Maybe to someone who didn't value human life.
I did value it.
I mean, sure, did I think my cat was superior to most people? Kind of. But I didn't want to be a part of someone else dying.
I was just testing the placement of my hand on the gun when there were footsteps coming down the hallway, making my stomach tighten as I scrambled back up onto my feet as the footsteps moved into the bedroom I'd walked through.
I was aware of him for a full couple of seconds before he realized I was there, giving me a chance to take him in.
He was tall. Taller than me, and I'd always been tall and a bit lanky. But he was solidly built as well, wide of shoulder, narrow of waist, with what looked like some impressive biceps under the sleeves of his tee.
Whoever he was, he had rich, dark skin and long, black dreads, with a carefully styled, but short, beard, full lips, brown eyes, and a nasty-looking scar on his throat.
Good looking.
Stupidly good looking, actually.
But when my gaze slid from his face toward his body again, there was a gut-punch sensation as I realized what else he was wearing aside from his jeans and tee.
A black leather vest.
Only, they didn't call it a vest.
It was a cut.
It was a symbol of his membership of the bike club.

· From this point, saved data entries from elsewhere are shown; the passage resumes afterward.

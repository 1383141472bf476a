//! The input table: tag to source-path mapping.

use serde::{Deserialize, Serialize};
use std::collections::HashMap;

/// Maps integer tags to source file paths.
///
/// Populated from `Input:` records; tags are never removed or reused. A
/// redefinition is tolerated (last write wins) and reported by the
/// builder as a diagnostic.
#[derive(Debug, Clone, Default, PartialEq, Serialize, Deserialize)]
pub struct InputTable {
    paths: HashMap<i32, String>,
}

impl InputTable {
    pub fn new() -> Self {
        Self::default()
    }

    /// Returns the previous path when `tag` was already defined.
    pub(crate) fn insert(&mut self, tag: i32, path: String) -> Option<String> {
        self.paths.insert(tag, path)
    }

    pub fn get(&self, tag: i32) -> Option<&str> {
        self.paths.get(&tag).map(String::as_str)
    }

    pub fn contains(&self, tag: i32) -> bool {
        self.paths.contains_key(&tag)
    }

    /// Reverse lookup, exact match on the recorded path.
    pub fn tag_for_name(&self, name: &str) -> Option<i32> {
        self.paths
            .iter()
            .find(|(_, path)| path.as_str() == name)
            .map(|(tag, _)| *tag)
    }

    pub fn len(&self) -> usize {
        self.paths.len()
    }

    pub fn is_empty(&self) -> bool {
        self.paths.is_empty()
    }

    pub fn iter(&self) -> impl Iterator<Item = (i32, &str)> {
        self.paths.iter().map(|(tag, path)| (*tag, path.as_str()))
    }
}

#[cfg(test)]
mod tests {
    use super::*;

    #[test]
    fn last_write_wins() {
        let mut table = InputTable::new();
        assert_eq!(table.insert(1, "main.tex".to_string()), None);
        assert_eq!(
            table.insert(1, "other.tex".to_string()),
            Some("main.tex".to_string())
        );
        assert_eq!(table.get(1), Some("other.tex"));
    }

    #[test]
    fn reverse_lookup_is_exact() {
        let mut table = InputTable::new();
        table.insert(1, "./main.tex".to_string());
        assert_eq!(table.tag_for_name("./main.tex"), Some(1));
        assert_eq!(table.tag_for_name("main.tex"), None);
    }
}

I managed to hide the gun behind my back before his gaze finally moved in the direction of the bathroom. And therefore me.
There was a silent moment while he looked at me, taking me in.
"There's always one," he mumbled to himself, moving into the doorway, resting his forearm on the doorjamb, leaning his upper body inward slightly. "The upstairs is off-limits," he informed me, in a tone of resigned annoyance. Like, perhaps, the party hadn't been as enjoyable for him as it had been for the other partygoers.
He had a nice voice though, full of bass, and smooth at the same time.
Not that I should have been focusing on his voice. Or his face. Or his body.
The more I did that, the more "real" he would feel to me. Which would make what I had to do all the harder.